**What needs to be done:** Which lines in the data below contain the word "characteristics"? Pull each of them out.

(Dataset excerpts)
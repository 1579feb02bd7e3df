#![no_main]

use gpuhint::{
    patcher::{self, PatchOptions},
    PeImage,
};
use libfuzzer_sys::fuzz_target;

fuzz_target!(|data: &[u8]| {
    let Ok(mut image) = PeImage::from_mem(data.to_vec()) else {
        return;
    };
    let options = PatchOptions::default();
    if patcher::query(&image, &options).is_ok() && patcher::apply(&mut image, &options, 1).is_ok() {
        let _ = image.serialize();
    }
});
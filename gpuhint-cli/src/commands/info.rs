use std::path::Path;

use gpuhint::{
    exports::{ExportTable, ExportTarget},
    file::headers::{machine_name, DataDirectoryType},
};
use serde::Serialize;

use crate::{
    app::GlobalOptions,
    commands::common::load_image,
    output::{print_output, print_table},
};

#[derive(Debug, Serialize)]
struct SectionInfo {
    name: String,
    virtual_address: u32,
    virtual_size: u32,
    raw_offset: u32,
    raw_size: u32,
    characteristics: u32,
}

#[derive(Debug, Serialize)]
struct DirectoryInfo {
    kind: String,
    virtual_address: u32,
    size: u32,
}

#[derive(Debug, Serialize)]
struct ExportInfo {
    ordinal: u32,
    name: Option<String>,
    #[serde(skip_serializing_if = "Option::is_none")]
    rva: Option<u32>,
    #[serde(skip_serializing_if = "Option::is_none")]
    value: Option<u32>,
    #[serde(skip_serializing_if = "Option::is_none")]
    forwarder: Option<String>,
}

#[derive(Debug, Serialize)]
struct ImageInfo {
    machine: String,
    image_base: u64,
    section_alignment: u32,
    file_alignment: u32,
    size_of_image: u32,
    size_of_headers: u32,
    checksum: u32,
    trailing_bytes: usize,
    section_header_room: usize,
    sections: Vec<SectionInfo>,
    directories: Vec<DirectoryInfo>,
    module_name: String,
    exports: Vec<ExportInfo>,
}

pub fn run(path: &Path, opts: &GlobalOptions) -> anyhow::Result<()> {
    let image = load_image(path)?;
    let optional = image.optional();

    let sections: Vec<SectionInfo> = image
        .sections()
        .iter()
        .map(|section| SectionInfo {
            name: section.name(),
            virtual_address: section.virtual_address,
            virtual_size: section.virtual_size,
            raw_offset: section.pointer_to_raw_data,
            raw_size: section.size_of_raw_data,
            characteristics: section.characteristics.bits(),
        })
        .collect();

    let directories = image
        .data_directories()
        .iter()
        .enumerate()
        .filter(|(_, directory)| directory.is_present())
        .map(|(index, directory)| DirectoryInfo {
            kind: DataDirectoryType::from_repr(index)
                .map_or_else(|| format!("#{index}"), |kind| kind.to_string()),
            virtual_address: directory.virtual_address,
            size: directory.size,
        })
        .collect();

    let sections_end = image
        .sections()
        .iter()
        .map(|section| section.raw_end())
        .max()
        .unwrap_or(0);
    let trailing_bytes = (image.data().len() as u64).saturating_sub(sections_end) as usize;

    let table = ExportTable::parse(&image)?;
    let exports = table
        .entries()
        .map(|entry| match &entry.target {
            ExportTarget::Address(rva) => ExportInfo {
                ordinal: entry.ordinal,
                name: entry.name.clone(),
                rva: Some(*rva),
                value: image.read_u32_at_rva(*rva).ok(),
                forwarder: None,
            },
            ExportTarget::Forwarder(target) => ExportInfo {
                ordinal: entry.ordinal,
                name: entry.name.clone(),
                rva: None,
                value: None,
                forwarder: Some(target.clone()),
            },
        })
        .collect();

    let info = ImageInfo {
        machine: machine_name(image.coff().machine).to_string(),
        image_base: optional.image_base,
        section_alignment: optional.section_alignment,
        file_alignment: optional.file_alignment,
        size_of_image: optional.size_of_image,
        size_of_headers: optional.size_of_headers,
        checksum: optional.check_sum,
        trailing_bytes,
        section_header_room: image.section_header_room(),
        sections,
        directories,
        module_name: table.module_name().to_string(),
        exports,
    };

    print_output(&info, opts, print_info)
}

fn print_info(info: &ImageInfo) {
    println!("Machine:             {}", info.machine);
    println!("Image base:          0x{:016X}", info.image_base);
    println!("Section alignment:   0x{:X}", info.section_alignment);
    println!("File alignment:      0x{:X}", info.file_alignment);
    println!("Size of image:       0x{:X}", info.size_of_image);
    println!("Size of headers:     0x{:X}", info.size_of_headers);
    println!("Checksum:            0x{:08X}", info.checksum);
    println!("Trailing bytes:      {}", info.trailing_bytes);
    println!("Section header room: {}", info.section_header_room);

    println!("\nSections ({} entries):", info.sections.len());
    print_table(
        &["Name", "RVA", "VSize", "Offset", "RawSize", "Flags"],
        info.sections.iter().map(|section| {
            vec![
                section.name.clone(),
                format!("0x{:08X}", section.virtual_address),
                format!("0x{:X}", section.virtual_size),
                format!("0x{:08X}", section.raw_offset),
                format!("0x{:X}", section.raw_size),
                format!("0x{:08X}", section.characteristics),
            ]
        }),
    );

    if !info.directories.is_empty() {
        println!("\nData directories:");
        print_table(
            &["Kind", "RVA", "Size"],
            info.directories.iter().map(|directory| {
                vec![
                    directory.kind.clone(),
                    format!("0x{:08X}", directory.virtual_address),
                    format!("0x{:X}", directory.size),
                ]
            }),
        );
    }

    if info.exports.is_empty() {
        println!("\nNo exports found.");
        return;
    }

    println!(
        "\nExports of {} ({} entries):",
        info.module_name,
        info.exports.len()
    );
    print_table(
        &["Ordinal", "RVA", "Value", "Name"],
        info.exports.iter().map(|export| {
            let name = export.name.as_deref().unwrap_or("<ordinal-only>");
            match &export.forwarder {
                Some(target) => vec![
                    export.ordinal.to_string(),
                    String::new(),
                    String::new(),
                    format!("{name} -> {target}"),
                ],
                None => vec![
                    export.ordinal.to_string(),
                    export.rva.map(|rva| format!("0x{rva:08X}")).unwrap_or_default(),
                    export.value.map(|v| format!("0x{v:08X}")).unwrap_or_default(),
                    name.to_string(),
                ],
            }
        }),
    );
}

* * *

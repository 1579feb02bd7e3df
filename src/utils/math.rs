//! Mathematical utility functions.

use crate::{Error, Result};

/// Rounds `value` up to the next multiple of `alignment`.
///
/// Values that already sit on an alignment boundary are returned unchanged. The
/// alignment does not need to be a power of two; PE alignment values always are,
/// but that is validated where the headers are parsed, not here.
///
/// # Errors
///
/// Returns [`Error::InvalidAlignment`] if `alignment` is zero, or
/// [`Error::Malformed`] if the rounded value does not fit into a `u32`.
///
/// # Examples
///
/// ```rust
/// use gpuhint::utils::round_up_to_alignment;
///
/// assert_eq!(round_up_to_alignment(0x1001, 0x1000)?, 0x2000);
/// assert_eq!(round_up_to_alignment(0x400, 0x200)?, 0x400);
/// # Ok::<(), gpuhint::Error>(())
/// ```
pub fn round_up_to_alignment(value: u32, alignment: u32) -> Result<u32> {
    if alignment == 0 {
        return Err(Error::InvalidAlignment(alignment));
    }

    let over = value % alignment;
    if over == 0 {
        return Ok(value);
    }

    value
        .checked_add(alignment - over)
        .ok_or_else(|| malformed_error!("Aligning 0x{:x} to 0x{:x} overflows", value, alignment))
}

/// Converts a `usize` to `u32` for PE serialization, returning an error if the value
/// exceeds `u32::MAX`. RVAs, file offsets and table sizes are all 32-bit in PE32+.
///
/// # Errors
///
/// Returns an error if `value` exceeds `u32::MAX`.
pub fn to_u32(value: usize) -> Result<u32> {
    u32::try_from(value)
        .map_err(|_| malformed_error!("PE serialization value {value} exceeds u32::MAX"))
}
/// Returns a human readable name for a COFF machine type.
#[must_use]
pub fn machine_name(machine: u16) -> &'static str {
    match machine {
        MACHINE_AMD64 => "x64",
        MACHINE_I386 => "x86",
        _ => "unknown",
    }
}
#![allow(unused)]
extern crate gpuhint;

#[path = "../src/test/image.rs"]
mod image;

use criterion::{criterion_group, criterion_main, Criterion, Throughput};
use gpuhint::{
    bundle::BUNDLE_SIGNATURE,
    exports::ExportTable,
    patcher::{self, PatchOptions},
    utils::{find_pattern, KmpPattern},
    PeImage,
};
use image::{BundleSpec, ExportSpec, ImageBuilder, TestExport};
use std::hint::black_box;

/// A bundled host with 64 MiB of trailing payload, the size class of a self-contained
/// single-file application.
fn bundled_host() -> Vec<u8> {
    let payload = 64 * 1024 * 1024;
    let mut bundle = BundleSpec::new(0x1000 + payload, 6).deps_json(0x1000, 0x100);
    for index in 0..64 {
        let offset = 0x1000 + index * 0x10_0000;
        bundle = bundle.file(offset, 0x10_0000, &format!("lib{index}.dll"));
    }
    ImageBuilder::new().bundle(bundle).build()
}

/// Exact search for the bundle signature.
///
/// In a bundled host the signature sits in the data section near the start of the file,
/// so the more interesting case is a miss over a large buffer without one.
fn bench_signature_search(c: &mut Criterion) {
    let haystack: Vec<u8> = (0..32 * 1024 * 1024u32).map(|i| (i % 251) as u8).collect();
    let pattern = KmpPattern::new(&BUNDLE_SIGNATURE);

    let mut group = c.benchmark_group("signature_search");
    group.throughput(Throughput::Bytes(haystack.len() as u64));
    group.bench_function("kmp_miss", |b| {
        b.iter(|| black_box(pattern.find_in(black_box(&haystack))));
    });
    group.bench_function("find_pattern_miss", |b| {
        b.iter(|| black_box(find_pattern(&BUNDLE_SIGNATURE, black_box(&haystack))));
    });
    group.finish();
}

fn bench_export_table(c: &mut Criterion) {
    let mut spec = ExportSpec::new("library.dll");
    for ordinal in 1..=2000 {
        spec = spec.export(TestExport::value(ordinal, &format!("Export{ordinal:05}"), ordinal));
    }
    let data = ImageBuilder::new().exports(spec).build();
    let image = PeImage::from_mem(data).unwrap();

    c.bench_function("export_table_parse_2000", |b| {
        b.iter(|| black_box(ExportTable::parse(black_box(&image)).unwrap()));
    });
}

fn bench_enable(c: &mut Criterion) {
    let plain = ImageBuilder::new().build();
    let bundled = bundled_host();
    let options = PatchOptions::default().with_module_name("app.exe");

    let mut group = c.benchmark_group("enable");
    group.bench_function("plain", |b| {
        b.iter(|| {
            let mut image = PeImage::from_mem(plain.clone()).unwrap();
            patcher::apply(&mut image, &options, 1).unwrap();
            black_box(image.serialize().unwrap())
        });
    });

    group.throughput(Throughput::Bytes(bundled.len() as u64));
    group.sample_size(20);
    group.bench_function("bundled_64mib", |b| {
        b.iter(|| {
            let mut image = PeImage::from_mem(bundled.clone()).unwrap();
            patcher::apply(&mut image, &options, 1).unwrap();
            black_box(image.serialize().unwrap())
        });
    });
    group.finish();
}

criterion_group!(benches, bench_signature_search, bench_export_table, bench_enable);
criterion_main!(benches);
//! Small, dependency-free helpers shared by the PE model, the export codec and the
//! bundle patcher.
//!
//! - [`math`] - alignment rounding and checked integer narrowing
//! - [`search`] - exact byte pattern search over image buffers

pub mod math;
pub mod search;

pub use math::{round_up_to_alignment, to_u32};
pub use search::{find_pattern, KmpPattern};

**Response to the exercise:**
    characteristics: u32,
            characteristics: section.characteristics.bits(),
                format!("0x{:08X}", section.characteristics),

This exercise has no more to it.